## TO DO
The answer is one number: how many lines in the data below hold "matches".

## MATERIAL SHOWN
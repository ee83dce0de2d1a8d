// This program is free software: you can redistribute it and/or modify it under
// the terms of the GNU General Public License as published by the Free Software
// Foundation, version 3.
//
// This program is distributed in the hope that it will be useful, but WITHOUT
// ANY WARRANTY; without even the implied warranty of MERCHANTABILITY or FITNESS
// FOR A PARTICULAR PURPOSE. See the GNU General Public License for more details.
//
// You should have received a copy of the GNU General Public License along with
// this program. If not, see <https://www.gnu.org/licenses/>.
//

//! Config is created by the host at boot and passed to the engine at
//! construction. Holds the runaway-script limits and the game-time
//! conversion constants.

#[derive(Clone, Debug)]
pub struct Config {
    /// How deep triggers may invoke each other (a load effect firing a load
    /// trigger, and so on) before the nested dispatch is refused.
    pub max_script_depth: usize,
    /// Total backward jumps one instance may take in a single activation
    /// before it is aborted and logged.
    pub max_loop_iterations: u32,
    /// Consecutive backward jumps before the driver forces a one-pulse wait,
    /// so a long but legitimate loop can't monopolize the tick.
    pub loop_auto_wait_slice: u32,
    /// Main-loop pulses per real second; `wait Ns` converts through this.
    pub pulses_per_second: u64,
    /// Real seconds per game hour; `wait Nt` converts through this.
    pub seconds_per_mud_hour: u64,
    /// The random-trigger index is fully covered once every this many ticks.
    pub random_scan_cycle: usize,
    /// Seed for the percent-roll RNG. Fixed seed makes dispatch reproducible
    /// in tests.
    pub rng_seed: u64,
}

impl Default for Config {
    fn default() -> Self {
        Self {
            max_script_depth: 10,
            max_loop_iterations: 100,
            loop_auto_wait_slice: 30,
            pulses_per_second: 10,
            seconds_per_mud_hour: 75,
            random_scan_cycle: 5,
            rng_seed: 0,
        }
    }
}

---

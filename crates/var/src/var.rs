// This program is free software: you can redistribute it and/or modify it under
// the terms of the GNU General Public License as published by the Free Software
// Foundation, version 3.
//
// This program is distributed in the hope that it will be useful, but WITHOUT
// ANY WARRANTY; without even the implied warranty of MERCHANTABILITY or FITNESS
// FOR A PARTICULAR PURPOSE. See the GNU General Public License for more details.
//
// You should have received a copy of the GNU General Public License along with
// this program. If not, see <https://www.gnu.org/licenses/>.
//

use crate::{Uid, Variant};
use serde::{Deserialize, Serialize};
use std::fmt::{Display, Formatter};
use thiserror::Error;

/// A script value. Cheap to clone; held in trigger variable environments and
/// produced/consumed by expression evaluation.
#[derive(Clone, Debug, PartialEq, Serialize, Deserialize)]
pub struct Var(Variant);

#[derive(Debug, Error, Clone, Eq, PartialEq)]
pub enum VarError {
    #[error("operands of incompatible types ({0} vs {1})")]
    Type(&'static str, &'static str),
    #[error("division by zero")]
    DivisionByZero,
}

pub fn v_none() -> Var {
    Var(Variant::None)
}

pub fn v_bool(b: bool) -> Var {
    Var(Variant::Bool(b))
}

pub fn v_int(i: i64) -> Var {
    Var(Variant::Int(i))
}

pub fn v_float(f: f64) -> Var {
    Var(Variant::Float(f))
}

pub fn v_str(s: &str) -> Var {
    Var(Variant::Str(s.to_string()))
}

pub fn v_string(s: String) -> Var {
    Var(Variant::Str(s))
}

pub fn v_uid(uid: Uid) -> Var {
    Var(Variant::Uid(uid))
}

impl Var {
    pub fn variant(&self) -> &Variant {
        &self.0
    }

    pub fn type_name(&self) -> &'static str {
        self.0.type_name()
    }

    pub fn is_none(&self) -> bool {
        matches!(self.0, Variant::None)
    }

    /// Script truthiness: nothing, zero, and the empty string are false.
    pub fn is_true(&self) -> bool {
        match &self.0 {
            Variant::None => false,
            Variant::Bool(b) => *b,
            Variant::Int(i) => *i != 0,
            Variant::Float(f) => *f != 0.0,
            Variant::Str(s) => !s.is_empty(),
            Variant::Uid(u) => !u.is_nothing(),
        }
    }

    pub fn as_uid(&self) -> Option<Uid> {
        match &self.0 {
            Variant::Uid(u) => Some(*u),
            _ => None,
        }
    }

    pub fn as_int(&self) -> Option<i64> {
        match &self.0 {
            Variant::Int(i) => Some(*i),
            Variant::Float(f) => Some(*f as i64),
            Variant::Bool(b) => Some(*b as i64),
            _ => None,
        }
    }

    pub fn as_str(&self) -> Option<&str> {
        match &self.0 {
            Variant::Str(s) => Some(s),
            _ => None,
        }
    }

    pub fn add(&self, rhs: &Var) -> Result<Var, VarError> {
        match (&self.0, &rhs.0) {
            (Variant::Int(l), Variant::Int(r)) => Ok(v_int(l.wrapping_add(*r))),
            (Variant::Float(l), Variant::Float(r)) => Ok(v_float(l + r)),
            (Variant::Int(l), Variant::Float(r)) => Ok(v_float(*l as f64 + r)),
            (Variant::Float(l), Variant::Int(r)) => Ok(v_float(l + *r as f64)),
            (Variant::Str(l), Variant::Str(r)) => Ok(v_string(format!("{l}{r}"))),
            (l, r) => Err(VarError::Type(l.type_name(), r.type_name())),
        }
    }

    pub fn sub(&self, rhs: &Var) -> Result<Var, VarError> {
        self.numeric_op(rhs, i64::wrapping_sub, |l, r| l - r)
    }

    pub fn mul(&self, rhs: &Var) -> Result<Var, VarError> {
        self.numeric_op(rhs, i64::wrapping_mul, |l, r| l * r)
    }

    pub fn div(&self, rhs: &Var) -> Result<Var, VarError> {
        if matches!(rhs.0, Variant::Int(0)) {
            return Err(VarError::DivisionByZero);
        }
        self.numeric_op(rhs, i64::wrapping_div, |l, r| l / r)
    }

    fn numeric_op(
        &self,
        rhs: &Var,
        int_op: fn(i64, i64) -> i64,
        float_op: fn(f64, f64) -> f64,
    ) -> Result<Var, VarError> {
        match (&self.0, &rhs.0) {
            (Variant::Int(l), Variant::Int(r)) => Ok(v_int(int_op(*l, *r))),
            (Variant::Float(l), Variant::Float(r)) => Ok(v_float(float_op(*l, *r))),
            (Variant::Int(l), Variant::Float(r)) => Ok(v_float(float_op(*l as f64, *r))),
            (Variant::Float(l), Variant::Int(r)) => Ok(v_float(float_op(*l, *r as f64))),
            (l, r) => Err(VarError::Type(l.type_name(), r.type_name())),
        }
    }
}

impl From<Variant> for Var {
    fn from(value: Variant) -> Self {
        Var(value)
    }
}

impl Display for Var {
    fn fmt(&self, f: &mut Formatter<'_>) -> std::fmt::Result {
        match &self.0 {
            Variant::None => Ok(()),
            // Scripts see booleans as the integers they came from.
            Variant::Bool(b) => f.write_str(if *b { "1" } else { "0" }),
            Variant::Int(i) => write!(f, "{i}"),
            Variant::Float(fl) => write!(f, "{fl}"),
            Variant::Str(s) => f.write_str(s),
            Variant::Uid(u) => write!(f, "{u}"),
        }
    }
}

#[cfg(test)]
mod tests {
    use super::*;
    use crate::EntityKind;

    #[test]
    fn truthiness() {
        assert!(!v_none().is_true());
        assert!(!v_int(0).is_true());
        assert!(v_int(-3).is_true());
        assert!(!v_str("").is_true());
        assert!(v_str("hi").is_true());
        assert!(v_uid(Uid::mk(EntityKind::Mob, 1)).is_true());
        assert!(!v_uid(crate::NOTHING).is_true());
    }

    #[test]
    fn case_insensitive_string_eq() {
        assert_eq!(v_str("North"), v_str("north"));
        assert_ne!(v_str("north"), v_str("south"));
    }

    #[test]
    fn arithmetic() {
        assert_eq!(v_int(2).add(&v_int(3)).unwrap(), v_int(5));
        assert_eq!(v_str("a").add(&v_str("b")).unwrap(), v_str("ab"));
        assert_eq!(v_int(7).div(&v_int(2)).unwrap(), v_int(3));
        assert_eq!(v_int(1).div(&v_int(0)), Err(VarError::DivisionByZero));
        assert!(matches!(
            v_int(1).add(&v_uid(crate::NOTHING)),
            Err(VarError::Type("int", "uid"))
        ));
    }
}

## RESULT OF THIS EXERCISE
3